Source records Block Start

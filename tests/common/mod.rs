#![allow(dead_code)]

use axum::{
    Json, Router,
    extract::{Query, State},
    http::{StatusCode, Uri},
    response::{IntoResponse, Response},
};
use serde_json::{Value, json};
use std::collections::HashMap;
use std::sync::{Arc, Mutex};
use std::time::{Duration, Instant};
use tokio::time::sleep;

/// How long filtered chart requests take to answer. Unfiltered ones answer
/// immediately, so a "select then clear" sequence settles out of order.
pub const FILTERED_DELAY: Duration = Duration::from_millis(300);

#[derive(Debug, Clone)]
pub struct Recorded {
    pub path: String,
    pub query: HashMap<String, String>,
    pub at: Instant,
}

#[derive(Clone)]
struct Shared {
    log: Arc<Mutex<Vec<Recorded>>>,
    slow: Option<(&'static str, Duration)>,
}

/// In-process stand-in for the analytics API.
pub struct FakeBackend {
    pub base_url: String,
    log: Arc<Mutex<Vec<Recorded>>>,
}

impl FakeBackend {
    pub async fn start() -> Self {
        Self::spawn(None).await
    }

    /// Like `start`, but every request to `path` waits `delay` before answering.
    pub async fn start_with_slow(path: &'static str, delay: Duration) -> Self {
        Self::spawn(Some((path, delay))).await
    }

    async fn spawn(slow: Option<(&'static str, Duration)>) -> Self {
        let log = Arc::new(Mutex::new(Vec::new()));
        let shared = Shared {
            log: Arc::clone(&log),
            slow,
        };
        let app = Router::new().fallback(handle).with_state(shared);
        let listener = tokio::net::TcpListener::bind("127.0.0.1:0")
            .await
            .expect("bind fake backend");
        let addr = listener.local_addr().expect("fake backend addr");
        tokio::spawn(async move {
            axum::serve(listener, app).await.expect("fake backend");
        });

        Self {
            base_url: format!("http://{addr}"),
            log,
        }
    }

    pub fn requests(&self) -> Vec<Recorded> {
        self.log.lock().unwrap().clone()
    }

    pub fn request_count(&self) -> usize {
        self.log.lock().unwrap().len()
    }

    pub fn requests_to(&self, path: &str) -> Vec<Recorded> {
        self.requests()
            .into_iter()
            .filter(|request| request.path == path)
            .collect()
    }
}

/// An address nothing listens on.
pub fn dead_base_url() -> String {
    let listener = std::net::TcpListener::bind("127.0.0.1:0").expect("bind random port");
    let port = listener.local_addr().unwrap().port();
    drop(listener);
    format!("http://127.0.0.1:{port}")
}

async fn handle(
    State(shared): State<Shared>,
    uri: Uri,
    Query(query): Query<HashMap<String, String>>,
) -> Response {
    let path = uri.path().to_string();
    shared.log.lock().unwrap().push(Recorded {
        path: path.clone(),
        query: query.clone(),
        at: Instant::now(),
    });

    if let Some((slow_path, delay)) = shared.slow {
        if path == slow_path {
            sleep(delay).await;
        }
    }

    let country = query.get("country").cloned();
    if country.is_some() && path != "/country-stats" {
        sleep(FILTERED_DELAY).await;
    }

    let body = match path.as_str() {
        "/predict-medal" => return predict(&query).await,
        "/train-model" => json!({
            "accuracy": 0.8532,
            "model": "Random Forest",
            "feature_importance": {"Age": 0.31, "Sex": 0.05, "Height": 0.34, "Weight": 0.30}
        }),
        "/filters/countries" => json!({"countries": ["GBR", "Jamaica", "USA"]}),
        "/filters/sports" => json!({"sports": ["Athletics", "Rowing", "Swimming"]}),
        "/filters/years" => json!({"years": [1896, 1900, 2016]}),
        "/medals-by-type" => json!({
            "Bronze": {"USA": 5, "GBR": 2},
            "Gold": {"USA": 10},
            "Silver": {"GBR": 3}
        }),
        "/medals-by-country" => match country {
            Some(country) => {
                let mut filtered = serde_json::Map::new();
                filtered.insert(country, json!(5));
                Value::Object(filtered)
            }
            None => json!({"USA": 120, "GBR": 80}),
        },
        "/gender-distribution" => match country {
            Some(_) => json!({"M": 1, "F": 1}),
            None => json!({"M": 10, "F": 4}),
        },
        "/age-distribution" => {
            if query.get("sport").map(String::as_str) == Some("Broken") {
                return (StatusCode::INTERNAL_SERVER_ERROR, "Internal Server Error").into_response();
            }
            match country {
                Some(_) => json!({"20-24": 1}),
                None => json!({"20-24": 50, "25-29": 40}),
            }
        }
        "/medals-over-time" => match country {
            Some(_) => json!({"2000": 1}),
            None => json!({"1996": 30, "2000": 40}),
        },
        "/top-sports-by-medals" => match country {
            Some(_) => json!({"Rowing": 1}),
            None => json!({"Swimming": 20, "Athletics": 18}),
        },
        "/avg-age-by-sport" => match country {
            Some(_) => json!({"Rowing": 27.0}),
            None => json!({"Equestrianism": 34.5}),
        },
        "/gender-over-time" => json!({"M": {"1996": 5, "2000": 6}, "F": {"2000": 3}}),
        "/athlete-count-over-time" => json!({"1996": 8, "2000": 9}),
        "/country-stats" => match country {
            Some(_) => json!({
                "total_athletes": 420,
                "total_medals": 67,
                "gold": 17,
                "silver": 30,
                "bronze": 20,
                "avg_age": 24.8,
                "best_sport": "Athletics"
            }),
            None => {
                return (
                    StatusCode::UNPROCESSABLE_ENTITY,
                    Json(json!({"detail": "country is required"})),
                )
                    .into_response();
            }
        },
        _ => return (StatusCode::NOT_FOUND, Json(json!({"detail": "Not Found"}))).into_response(),
    };

    Json(body).into_response()
}

/// Echoes the age back as the probability, except for a few ages that
/// trigger failure modes.
async fn predict(query: &HashMap<String, String>) -> Response {
    let age = query.get("age").cloned().unwrap_or_default();
    match age.as_str() {
        "66" => (
            StatusCode::INTERNAL_SERVER_ERROR,
            Json(json!({"detail": "model offline"})),
        )
            .into_response(),
        "67" => {
            sleep(Duration::from_secs(2)).await;
            Json(json!({"medal_probability": 1.0})).into_response()
        }
        "68" => Json(json!({"model": "Random Forest"})).into_response(),
        "69" => Json(json!({"medal_probability": 180.0})).into_response(),
        other => {
            let probability: f64 = other.parse().unwrap_or(0.0);
            let body = json!({"medal_probability": probability, "model": "Random Forest"});
            Json(body).into_response()
        }
    }
}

Source records Block End

■ **Task goal**:
Each entry above should be written again exactly.

■ **Solution**:
filename tests/common/mod.rs
#![allow(dead_code)]

use axum::{
    Json, Router,
    extract::{Query, State},
    http::{StatusCode, Uri},
    response::{IntoResponse, Response},
};
use serde_json::{Value, json};
use std::collections::HashMap;
use std::sync::{Arc, Mutex};
use std::time::{Duration, Instant};
use tokio::time::sleep;

/// How long filtered chart requests take to answer. Unfiltered ones answer
/// immediately, so a "select then clear" sequence settles out of order.
pub const FILTERED_DELAY: Duration = Duration::from_millis(300);

#[derive(Debug, Clone)]
pub struct Recorded {
    pub path: String,
    pub query: HashMap<String, String>,
    pub at: Instant,
}

#[derive(Clone)]
struct Shared {
    log: Arc<Mutex<Vec<Recorded>>>,
    slow: Option<(&'static str, Duration)>,
}

/// In-process stand-in for the analytics API.
pub struct FakeBackend {
    pub base_url: String,
    log: Arc<Mutex<Vec<Recorded>>>,
}

impl FakeBackend {
    pub async fn start() -> Self {
        Self::spawn(None).await
    }

    /// Like `start`, but every request to `path` waits `delay` before answering.
    pub async fn start_with_slow(path: &'static str, delay: Duration) -> Self {
        Self::spawn(Some((path, delay))).await
    }

    async fn spawn(slow: Option<(&'static str, Duration)>) -> Self {
        let log = Arc::new(Mutex::new(Vec::new()));
        let shared = Shared {
            log: Arc::clone(&log),
            slow,
        };
        let app = Router::new().fallback(handle).with_state(shared);
        let listener = tokio::net::TcpListener::bind("127.0.0.1:0")
            .await
            .expect("bind fake backend");
        let addr = listener.local_addr().expect("fake backend addr");
        tokio::spawn(async move {
            axum::serve(listener, app).await.expect("fake backend");
        });

        Self {
            base_url: format!("http://{addr}"),
            log,
        }
    }

    pub fn requests(&self) -> Vec<Recorded> {
        self.log.lock().unwrap().clone()
    }

    pub fn request_count(&self) -> usize {
        self.log.lock().unwrap().len()
    }

    pub fn requests_to(&self, path: &str) -> Vec<Recorded> {
        self.requests()
            .into_iter()
            .filter(|request| request.path == path)
            .collect()
    }
}

/// An address nothing listens on.
pub fn dead_base_url() -> String {
    let listener = std::net::TcpListener::bind("127.0.0.1:0").expect("bind random port");
    let port = listener.local_addr().unwrap().port();
    drop(listener);
    format!("http://127.0.0.1:{port}")
}

async fn handle(
    State(shared): State<Shared>,
    uri: Uri,
    Query(query): Query<HashMap<String, String>>,
) -> Response {
    let path = uri.path().to_string();
    shared.log.lock().unwrap().push(Recorded {
        path: path.clone(),
        query: query.clone(),
        at: Instant::now(),
    });

    if let Some((slow_path, delay)) = shared.slow {
        if path == slow_path {
            sleep(delay).await;
        }
    }

    let country = query.get("country").cloned();
    if country.is_some() && path != "/country-stats" {
        sleep(FILTERED_DELAY).await;
    }

    let body = match path.as_str() {
        "/predict-medal" => return predict(&query).await,
        "/train-model" => json!({
            "accuracy": 0.8532,
            "model": "Random Forest",
            "feature_importance": {"Age": 0.31, "Sex": 0.05, "Height": 0.34, "Weight": 0.30}
        }),
        "/filters/countries" => json!({"countries": ["GBR", "Jamaica", "USA"]}),
        "/filters/sports" => json!({"sports": ["Athletics", "Rowing", "Swimming"]}),
        "/filters/years" => json!({"years": [1896, 1900, 2016]}),
        "/medals-by-type" => json!({
            "Bronze": {"USA": 5, "GBR": 2},
            "Gold": {"USA": 10},
            "Silver": {"GBR": 3}
        }),
        "/medals-by-country" => match country {
            Some(country) => {
                let mut filtered = serde_json::Map::new();
                filtered.insert(country, json!(5));
                Value::Object(filtered)
            }
            None => json!({"USA": 120, "GBR": 80}),
        },
        "/gender-distribution" => match country {
            Some(_) => json!({"M": 1, "F": 1}),
            None => json!({"M": 10, "F": 4}),
        },
        "/age-distribution" => {
            if query.get("sport").map(String::as_str) == Some("Broken") {
                return (StatusCode::INTERNAL_SERVER_ERROR, "Internal Server Error").into_response();
            }
            match country {
                Some(_) => json!({"20-24": 1}),
                None => json!({"20-24": 50, "25-29": 40}),
            }
        }
        "/medals-over-time" => match country {
            Some(_) => json!({"2000": 1}),
            None => json!({"1996": 30, "2000": 40}),
        },
        "/top-sports-by-medals" => match country {
            Some(_) => json!({"Rowing": 1}),
            None => json!({"Swimming": 20, "Athletics": 18}),
        },
        "/avg-age-by-sport" => match country {
            Some(_) => json!({"Rowing": 27.0}),
            None => json!({"Equestrianism": 34.5}),
        },
        "/gender-over-time" => json!({"M": {"1996": 5, "2000": 6}, "F": {"2000": 3}}),
        "/athlete-count-over-time" => json!({"1996": 8, "2000": 9}),
        "/country-stats" => match country {
            Some(_) => json!({
                "total_athletes": 420,
                "total_medals": 67,
                "gold": 17,
                "silver": 30,
                "bronze": 20,
                "avg_age": 24.8,
                "best_sport": "Athletics"
            }),
            None => {
                return (
                    StatusCode::UNPROCESSABLE_ENTITY,
                    Json(json!({"detail": "country is required"})),
                )
                    .into_response();
            }
        },
        _ => return (StatusCode::NOT_FOUND, Json(json!({"detail": "Not Found"}))).into_response(),
    };

    Json(body).into_response()
}

/// Echoes the age back as the probability, except for a few ages that
/// trigger failure modes.
async fn predict(query: &HashMap<String, String>) -> Response {
    let age = query.get("age").cloned().unwrap_or_default();
    match age.as_str() {
        "66" => (
            StatusCode::INTERNAL_SERVER_ERROR,
            Json(json!({"detail": "model offline"})),
        )
            .into_response(),
        "67" => {
            sleep(Duration::from_secs(2)).await;
            Json(json!({"medal_probability": 1.0})).into_response()
        }
        "68" => Json(json!({"model": "Random Forest"})).into_response(),
        "69" => Json(json!({"medal_probability": 180.0})).into_response(),
        other => {
            let probability: f64 = other.parse().unwrap_or(0.0);
            let body = json!({"medal_probability": probability, "model": "Random Forest"});
            Json(body).into_response()
        }
    }
}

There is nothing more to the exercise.